Rain gardens are constructed using porous materials, such as crushed stone, gravel, or decomposed granite. Perennial native plants are sometimes added to the mix to improve their aesthetic value and to maintain their effectiveness over time. Plants should be placed so that only the root systems extend down into the basin. As the plants die, new ones can be planted in the space left behind.

Stormwater Design Basics

Stormwater is runoff water that accumulates along the ground, especially after rainstorms. Runoff water contains contaminants like trash, oil, grease, fertilizer, pesticides, and heavy metals. These pollutants can cause serious damage to streams, rivers, lakes, and oceans if not handled correctly. When designing stormwater management systems, it is important to take into consideration the following:

- Location – A location where stormwater would accumulate should always be chosen. If you live near a lake or river, choosing a site near the bank ensures that sedimentation does not occur. However, choosing a site close to a drainage system prevents excess flooding and erosion.

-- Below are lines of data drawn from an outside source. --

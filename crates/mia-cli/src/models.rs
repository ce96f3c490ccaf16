use mia_core::ParticipantSession;
use serde::{Deserialize, Serialize};

pub(crate) const PLAYER_STATE_SCHEMA: &str = "mia-state.v1";
pub(crate) const SCRIPT_FILE_REF_PREFIX: &str = "script-file:";

#[derive(Debug, Clone)]
pub(crate) struct LoadedScript {
    /// Stable reference stored in state files; doubles as script version id.
    pub(crate) script_ref: String,
    pub(crate) json: String,
}

#[derive(Debug, Clone, PartialEq, Eq, Serialize, Deserialize)]
#[serde(rename_all = "camelCase")]
pub(crate) struct PlayerState {
    pub(crate) schema_version: String,
    pub(crate) script_ref: String,
    pub(crate) session: ParticipantSession,
}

- Size – The size of the area selected to capture stormwater should be large enough to handle the amount of precipitation expected over the period of time in question. In some cases, it may be necessary to add additional capacity to accommodate anticipated rainfall totals.

- Surface type/material – The surface material upon which the stormwater runoff will collect should be considered. Most commonly, impermeable surfaces (such as concrete) capture contamination more effectively than permeable ones (like grass).

In addition to these considerations, the age, condition, and quality of existing infrastructure play a major role in determining what kind of stormwater management system is suitable. As a general rule, older buildings have larger systems installed due to their increased complexity and need. Older systems tend to require maintenance and repair on a regular basis, which could prove costly in terms of both money and time. On the other hand, newer buildings usually offer smaller systems that make them easier to maintain and repair.